Vers une Protection Durable
La reconnaissance officielle des peuples isolés d’Ituna/Itata est une étape essentielle pour leur protection. Une délimitation définitive du territoire empêcherait les intrusions illégales et limiterait la déforestation. Mais cela demande des moyens : recherches approfondies, documentation rigoureuse et volonté politique. Les militants indigènes, comme Mita Xipaya, appellent à une mobilisation collective pour préserver ces terres et les cultures qu’elles abritent.
Les indices de présence, bien que fragiles, sont des témoignages d’une résilience extraordinaire. Ils rappellent que l’Amazonie n’est pas seulement une forêt, mais un foyer pour des peuples qui, loin des regards, continuent de vivre en symbiose avec elle. Leur protection est indissociable de celle de l’écosystème qu’ils habitent.
Enjeu | Impact | Solution proposée |
---|---|---|
Déforestation | Perte de 30 % de la végétation non indigène | Renforcer les ordonnances de protection |
Peuples isolés | Menacés par les intrusions illégales | Délimitation permanente des terres |
Biodiversité | Écosystèmes fragilisés | Soutenir les gardiens indigènes |
Un Combat pour l’Avenir
L’histoire d’Ituna/Itata est celle d’un équilibre fragile entre préservation et destruction. Les peuples isolés, par leur existence même, rappellent l’importance de respecter les modes de vie ancestraux.
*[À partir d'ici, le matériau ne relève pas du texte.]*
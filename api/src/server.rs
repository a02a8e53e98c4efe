//! Axum-based API server.

use std::sync::Arc;

use axum::extract::DefaultBodyLimit;
use axum::http::HeaderValue;
use axum::routing::{get, post};
use axum::Router;
use tower_http::cors::{Any, CorsLayer};
use tracing::{info, warn};

use geoproof_ingest::Ingestor;
use geoproof_store::VerificationStore;

use crate::handlers;
use crate::webhook::Webhook;
use crate::ApiError;

/// Body limit for the submission route: the 10 MiB photo cap plus headroom
/// for multipart framing and the metadata fields. Oversize photos within
/// this limit get the validator's 413; beyond it axum rejects outright.
const SUBMIT_BODY_LIMIT: usize = 12 * 1024 * 1024;

/// Shared state passed by reference into every request handler. The store
/// is the only cross-request mutable state in the system.
#[derive(Clone)]
pub struct AppState {
    pub store: Arc<dyn VerificationStore>,
    pub ingestor: Arc<Ingestor>,
    pub webhook: Option<Arc<Webhook>>,
    /// Deployment environment label echoed by the health endpoint.
    pub env: String,
}

impl AppState {
    pub fn new(store: Arc<dyn VerificationStore>, ingestor: Ingestor) -> Self {
        Self {
            store,
            ingestor: Arc::new(ingestor),
            webhook: None,
            env: "development".to_string(),
        }
    }

    pub fn with_webhook(mut self, webhook: Webhook) -> Self {
        self.webhook = Some(Arc::new(webhook));
        self
    }

    pub fn with_env(mut self, env: impl Into<String>) -> Self {
        self.env = env.into();
        self
    }
}

/// Build the API router for the given state.
pub fn router(state: AppState, allowed_origin: Option<&str>) -> Router {
    Router::new()
        .route(
            "/api/verify",
            post(handlers::submit_verification).layer(DefaultBodyLimit::max(SUBMIT_BODY_LIMIT)),
        )
        .route("/api/verify/:transaction_id", get(handlers::get_verification))
        .route("/api/verifications", get(handlers::list_verifications))
        .route("/api/photo/:filename", get(handlers::get_photo))
        .route("/api/health", get(handlers::health))
        .layer(cors_layer(allowed_origin))
        .with_state(state)
}

/// Permissive CORS by default; a concrete origin locks it down.
fn cors_layer(allowed_origin: Option<&str>) -> CorsLayer {
    let layer = CorsLayer::new().allow_methods(Any).allow_headers(Any);
    match allowed_origin {
        Some(origin) if origin != "*" => match origin.parse::<HeaderValue>() {
            Ok(value) => layer.allow_origin(value),
            Err(_) => {
                warn!("invalid allowed origin {origin:?}, falling back to any");
                layer.allow_origin(Any)
            }
        },
        _ => layer.allow_origin(Any),
    }
}

/// The API server, configured with a port and shared state.
pub struct ApiServer {
    pub port: u16,
    pub state: AppState,
    pub allowed_origin: Option<String>,
}

impl ApiServer {
    pub fn new(port: u16, state: AppState) -> Self {
        Self {
            port,
            state,
            allowed_origin: None,
        }
    }

    pub fn with_allowed_origin(mut self, origin: Option<String>) -> Self {
        self.allowed_origin = origin;
        self
    }

    /// Start serving. Runs until the server is shut down.
    pub async fn start(&self) -> Result<(), ApiError> {
        let app = router(self.state.clone(), self.allowed_origin.as_deref());
        let addr = format!("0.0.0.0:{}", self.port);
        info!("API server listening on {addr}");
        let listener = tokio::net::TcpListener::bind(&addr)
            .await
            .map_err(|e| ApiError::Internal(e.to_string()))?;
        axum::serve(listener, app)
            .await
            .map_err(|e| ApiError::Internal(e.to_string()))?;
        Ok(())
    }
}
Leur isolement volontaire n’est pas un rejet du monde, mais une affirmation de leur droit à exister, à vivre selon leurs traditions, en harmonie avec la forêt.
À l’heure où le monde se tourne vers l’Amazonie pour lutter contre le changement climatique, la protection des terres indigènes comme Ituna/Itata devient une priorité mondiale. Chaque carapace de tortue, chaque vase en céramique, chaque récit d’une rencontre furtive est un rappel : la forêt et ses gardiens sont indissociables. Leur survie est la nôtre.
Alors que la COP30 approche, le Brésil a l’occasion de montrer l’exemple. En protégeant Ituna/Itata et ses habitants invisibles, le pays peut non seulement préserver un écosystème vital, mais aussi honorer les cultures qui en sont les gardiennes depuis des millénaires. L’avenir de l’Amazonie, et peut-être du monde, en dépend.